There were 13 residential homes and 11 registered nursing homes in Harrow. The occupancy rate was of 93% and 82% respectively, with some of the vacant beds being used for respite. Most care homes in Harrow were occupied by self-funders. Harrow had a wide spread of placements across about 110 different providers, in and out of Harrow.
Most placements for bedded care, supported living and home care were commissioned as spot placements. The local authority told us they used eight providers to place ten or more people but were looking to increase its proportion of block beds for consistency. The new commissioning structure continued to support providers to maintain a high standard of service provision.
The local authority was aware that recruitment, retention, and development were essential to increase capacity and to respond to demand. The national shortage of experienced social care staff remained a challenge. Harrow were supporting national recruitment campaigns, attending jobs/career fairs, and undertaking local recruitment activities to target demographic groups and shortage occupations and roles. International recruitment is also underway.

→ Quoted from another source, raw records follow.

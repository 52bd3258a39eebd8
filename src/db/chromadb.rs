//! Chroma vector database integration.
//!
//! Talks to a Chroma server over its v2 REST API, inside one tenant and
//! database (`default_tenant` / `default_database` unless configured).
//! Embeddings are computed on our side and passed in explicitly; Chroma only
//! stores them and runs the nearest-neighbour search. Collections must use the
//! cosine space so that `1 - distance` is the cosine similarity; a collection
//! found with any other space is refused.
//!
//! # Example
//!
//! ```rust,ignore
//! use docqa::db::ChromaStore;
//!
//! let store = ChromaStore::new("http://localhost:8000")?;
//! store.get_or_create_collection("manual").await?;
//! store.upsert("manual", &documents).await?;
//! let results = store.search("manual", &query_embedding, 1, f32::MIN).await?;
//! ```

use std::collections::HashMap;
use std::time::Duration;

use async_trait::async_trait;
use parking_lot::RwLock;
use reqwest::header::HeaderMap;
use reqwest::Client;
use serde::de::DeserializeOwned;
use serde::{Deserialize, Serialize};
use serde_json::json;
use tracing::debug;

use super::vectorstore::{CollectionInfo, CollectionStats, VectorStore};
use crate::types::{AppError, Document, Result, SearchResult};
use crate::utils::http::{check_status, json_client};

const SERVICE: &str = "chroma";
const DEFAULT_TIMEOUT: Duration = Duration::from_secs(30);
const SPACE_KEY: &str = "hnsw:space";

/// Tenant used when none is configured.
pub const DEFAULT_TENANT: &str = "default_tenant";
/// Database used when none is configured.
pub const DEFAULT_DATABASE: &str = "default_database";

/// Chroma REST client implementing [`VectorStore`].
pub struct ChromaStore {
    client: Client,
    server: String,
    /// `{server}/api/v2/tenants/{tenant}/databases/{database}`
    base_url: String,
    /// Collection name -> Chroma collection id.
    ids: RwLock<HashMap<String, String>>,
}

impl ChromaStore {
    /// Create a client for the Chroma server at `url`.
    pub fn new(url: &str) -> Result<Self> {
        Self::with_timeout(url, DEFAULT_TIMEOUT)
    }

    /// Create a client with a custom request timeout.
    pub fn with_timeout(url: &str, timeout: Duration) -> Result<Self> {
        let url = url.trim();
        if !(url.starts_with("http://") || url.starts_with("https://")) {
            return Err(AppError::Configuration(
                "Chroma URL must be an http(s) URL".to_string(),
            ));
        }
        let server = url.trim_end_matches('/').to_string();
        Ok(Self {
            client: json_client(SERVICE, HeaderMap::new(), timeout)?,
            base_url: database_url(&server, DEFAULT_TENANT, DEFAULT_DATABASE),
            server,
            ids: RwLock::new(HashMap::new()),
        })
    }

    /// Work inside `tenant` / `database` instead of the defaults.
    pub fn in_database(mut self, tenant: &str, database: &str) -> Self {
        self.base_url = database_url(&self.server, tenant, database);
        self.ids.write().clear();
        self
    }

    fn url(&self, path: &str) -> String {
        format!("{}/{}", self.base_url, path)
    }

    async fn send<T: DeserializeOwned>(&self, request: reqwest::RequestBuilder) -> Result<T> {
        let response = request
            .send()
            .await
            .map_err(|e| AppError::transport(SERVICE, e))?;
        let response = check_status(SERVICE, response).await?;
        response
            .json()
            .await
            .map_err(|e| AppError::VectorStore(format!("failed to parse Chroma response: {}", e)))
    }

    async fn create(&self, name: &str, get_or_create: bool) -> Result<ChromaCollection> {
        let body = json!({
            "name": name,
            "metadata": { SPACE_KEY: "cosine" },
            "get_or_create": get_or_create,
        });
        let collection: ChromaCollection = self
            .send(self.client.post(self.url("collections")).json(&body))
            .await?;
        let space = collection.space();
        if space != "cosine" {
            return Err(AppError::VectorStore(format!(
                "Chroma collection '{}' uses the '{}' space; docqa needs 'cosine'",
                name, space
            )));
        }
        self.ids
            .write()
            .insert(name.to_string(), collection.id.clone());
        debug!(collection = name, id = %collection.id, "resolved Chroma collection");
        Ok(collection)
    }

    async fn fetch(&self, name: &str) -> Result<ChromaCollection> {
        self.send(self.client.get(self.url(&format!("collections/{}", name))))
            .await
            .map_err(|e| match e {
                AppError::Upstream { status: 404, .. } => {
                    AppError::NotFound(format!("Collection '{}' not found", name))
                }
                other => other,
            })
    }

    /// Chroma id for a collection name, looked up once and cached.
    async fn collection_id(&self, name: &str) -> Result<String> {
        let cached = self.ids.read().get(name).cloned();
        if let Some(id) = cached {
            return Ok(id);
        }
        let collection = self.fetch(name).await?;
        self.ids
            .write()
            .insert(name.to_string(), collection.id.clone());
        Ok(collection.id)
    }

    async fn count_by_id(&self, id: &str) -> Result<usize> {
        self.send(self.client.get(self.url(&format!("collections/{}/count", id))))
            .await
    }
}

#[async_trait]
impl VectorStore for ChromaStore {
    fn provider_name(&self) -> &'static str {
        "chroma"
    }

    async fn create_collection(&self, name: &str, _dimensions: usize) -> Result<()> {
        // Chroma infers dimensions from the first add.
        self.create(name, false).await.map(|_| ())
    }

    async fn get_or_create_collection(&self, name: &str) -> Result<()> {
        self.create(name, true).await.map(|_| ())
    }

    async fn delete_collection(&self, name: &str) -> Result<()> {
        let response = self
            .client
            .delete(self.url(&format!("collections/{}", name)))
            .send()
            .await
            .map_err(|e| AppError::transport(SERVICE, e))?;
        check_status(SERVICE, response).await?;
        self.ids.write().remove(name);
        Ok(())
    }

    async fn list_collections(&self) -> Result<Vec<CollectionInfo>> {
        let collections: Vec<ChromaCollection> =
            self.send(self.client.get(self.url("collections"))).await?;
        let mut infos = Vec::with_capacity(collections.len());
        for collection in collections {
            let document_count = self.count_by_id(&collection.id).await?;
            infos.push(CollectionInfo {
                name: collection.name,
                document_count,
                dimensions: collection.dimension.unwrap_or(0),
            });
        }
        Ok(infos)
    }

    async fn collection_exists(&self, name: &str) -> Result<bool> {
        match self.fetch(name).await {
            Ok(_) => Ok(true),
            Err(AppError::NotFound(_)) => Ok(false),
            Err(e) => Err(e),
        }
    }

    async fn collection_stats(&self, name: &str) -> Result<CollectionStats> {
        let collection = self.fetch(name).await?;
        let document_count = self.count_by_id(&collection.id).await?;
        let distance_metric = collection.space().to_string();
        Ok(CollectionStats {
            name: name.to_string(),
            document_count,
            dimensions: collection.dimension.unwrap_or(0),
            distance_metric,
        })
    }

    async fn upsert(&self, collection: &str, documents: &[Document]) -> Result<usize> {
        if documents.is_empty() {
            return Ok(0);
        }
        let mut request = UpsertRequest {
            ids: Vec::with_capacity(documents.len()),
            embeddings: Vec::with_capacity(documents.len()),
            documents: Vec::with_capacity(documents.len()),
        };
        for doc in documents {
            let embedding = doc.embedding.as_deref().ok_or_else(|| {
                AppError::InvalidInput(format!("Document '{}' is missing embedding", doc.id))
            })?;
            request.ids.push(&doc.id);
            request.embeddings.push(embedding);
            request.documents.push(&doc.content);
        }

        let id = self.collection_id(collection).await?;
        let response = self
            .client
            .post(self.url(&format!("collections/{}/upsert", id)))
            .json(&request)
            .send()
            .await
            .map_err(|e| AppError::transport(SERVICE, e))?;
        check_status(SERVICE, response).await?;
        debug!(collection, count = documents.len(), "upserted into Chroma");
        Ok(documents.len())
    }

    async fn search(
        &self,
        collection: &str,
        embedding: &[f32],
        limit: usize,
        threshold: f32,
    ) -> Result<Vec<SearchResult>> {
        let id = self.collection_id(collection).await?;
        let body = json!({
            "query_embeddings": [embedding],
            "n_results": limit,
            "include": ["documents", "distances"],
        });
        let response: QueryResponse = self
            .send(
                self.client
                    .post(self.url(&format!("collections/{}/query", id)))
                    .json(&body),
            )
            .await?;
        Ok(response.into_results(threshold))
    }

    async fn delete(&self, collection: &str, ids: &[String]) -> Result<usize> {
        if ids.is_empty() {
            return Ok(0);
        }
        let id = self.collection_id(collection).await?;
        let before = self.count_by_id(&id).await?;
        let response = self
            .client
            .post(self.url(&format!("collections/{}/delete", id)))
            .json(&json!({ "ids": ids }))
            .send()
            .await
            .map_err(|e| AppError::transport(SERVICE, e))?;
        check_status(SERVICE, response).await?;
        let after = self.count_by_id(&id).await?;
        Ok(before.saturating_sub(after))
    }

    async fn get(&self, collection: &str, doc_id: &str) -> Result<Option<Document>> {
        let id = self.collection_id(collection).await?;
        let body = json!({
            "ids": [doc_id],
            "include": ["documents", "embeddings"],
        });
        let response: GetResponse = self
            .send(
                self.client
                    .post(self.url(&format!("collections/{}/get", id)))
                    .json(&body),
            )
            .await?;
        Ok(response.into_documents().into_iter().next())
    }

    async fn count(&self, collection: &str) -> Result<usize> {
        let id = self.collection_id(collection).await?;
        self.count_by_id(&id).await
    }
}

fn database_url(server: &str, tenant: &str, database: &str) -> String {
    format!(
        "{}/api/v2/tenants/{}/databases/{}",
        server, tenant, database
    )
}

#[derive(Debug, Deserialize)]
struct ChromaCollection {
    id: String,
    name: String,
    #[serde(default)]
    metadata: Option<serde_json::Map<String, serde_json::Value>>,
    #[serde(default)]
    configuration_json: Option<serde_json::Value>,
    #[serde(default)]
    dimension: Option<usize>,
}

impl ChromaCollection {
    /// Distance space from the legacy metadata key or the index
    /// configuration; Chroma's own default is `l2`.
    fn space(&self) -> &str {
        let from_metadata = self
            .metadata
            .as_ref()
            .and_then(|m| m.get(SPACE_KEY))
            .and_then(|v| v.as_str());
        let from_configuration = || {
            let config = self.configuration_json.as_ref()?;
            ["hnsw", "spann"]
                .iter()
                .find_map(|index| config.get(index)?.get("space")?.as_str())
        };
        from_metadata.or_else(from_configuration).unwrap_or("l2")
    }
}

#[derive(Serialize)]
struct UpsertRequest<'a> {
    ids: Vec<&'a str>,
    embeddings: Vec<&'a [f32]>,
    documents: Vec<&'a str>,
}

/// Query results are nested one level per query embedding; we always send one.
#[derive(Debug, Deserialize)]
struct QueryResponse {
    ids: Vec<Vec<String>>,
    #[serde(default)]
    documents: Option<Vec<Vec<Option<String>>>>,
    #[serde(default)]
    distances: Option<Vec<Vec<f32>>>,
}

impl QueryResponse {
    fn into_results(self, threshold: f32) -> Vec<SearchResult> {
        let ids = self.ids.into_iter().next().unwrap_or_default();
        let documents = self
            .documents
            .and_then(|d| d.into_iter().next())
            .unwrap_or_default();
        let distances = self
            .distances
            .and_then(|d| d.into_iter().next())
            .unwrap_or_default();

        ids.into_iter()
            .enumerate()
            .map(|(i, id)| {
                let content = documents.get(i).cloned().flatten().unwrap_or_default();
                let distance = distances.get(i).copied().unwrap_or(0.0);
                SearchResult {
                    document: Document::new(id, content),
                    score: 1.0 - distance,
                }
            })
            .filter(|r| r.score >= threshold)
            .collect()
    }
}

#[derive(Debug, Deserialize)]
struct GetResponse {
    ids: Vec<String>,
    #[serde(default)]
    documents: Option<Vec<Option<String>>>,
    #[serde(default)]
    embeddings: Option<Vec<Vec<f32>>>,
}

impl GetResponse {
    fn into_documents(self) -> Vec<Document> {
        let documents = self.documents.unwrap_or_default();
        let mut embeddings = self.embeddings.unwrap_or_default().into_iter();
        self.ids
            .into_iter()
            .enumerate()
            .map(|(i, id)| Document {
                content: documents.get(i).cloned().flatten().unwrap_or_default(),
                embedding: embeddings.next(),
                id,
            })
            .collect()
    }
}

The local authority acknowledged there was a lack of provision for people living with dementia or those with more complex needs and dual diagnosis. There were also challenges in brokering culturally specific provision at an affordable price. Providers had told the local authority they had issues providing services which meet the ethnic, cultural, and high needs and for people living with dementia.
The local authority understood its current and future social care workforce needs. It worked with care providers, including personal assistants and other agencies, to maintain and support capacity and capability.
The local authority ensured registered the providers operated a robust safe recruitment and retention processes ensuring sufficient suitable qualified, competent, skilled and experienced staff, and carrying out relevant checks. The local authority told us the training records of staff were checked to ensure staff were trained to meet the needs of the people using the service. Harrow confirmed that their procurement and contract management documents stated their requirements regarding modern slavery and the national living wage.
All registered providers were invited to the quarterly provider forums, which were chaired by a Commissioning Manager and a Provider representative. The forum discussed a range of topics such as staff retention and international recruitment.
National data showed that 49.65% of ASC staff in Harrow had started working towards the care certificate, had partially completed, or had completed it across all jobs, in all sectors (Skills for Care Workforce Estimates). The England average was 53.72%.
The local authority had a good working relationship with providers. They invested in free training and upskilling of care staff. This included working in partnership with the NHS who delivered training to providers on challenging behaviours in dementia and managing frailty. Nevertheless, the challenge with staff turnover including registered managers and deputy managers was ongoing. Some providers were using the Health and Care worker Visa scheme to address their recruitment challenges and further recruitment support was offered by the council and use of local job fairs.
There was no guarantee to homecare providers of new care packages and the local authority recognised the need to address homecare through a new procurement exercise. 52% of care staff in Harrow were on zero-hour contracts and the local authority did not pay London Minimum wage. Provision from council cost of care grant was used to uplift many placements to support sustaining the market.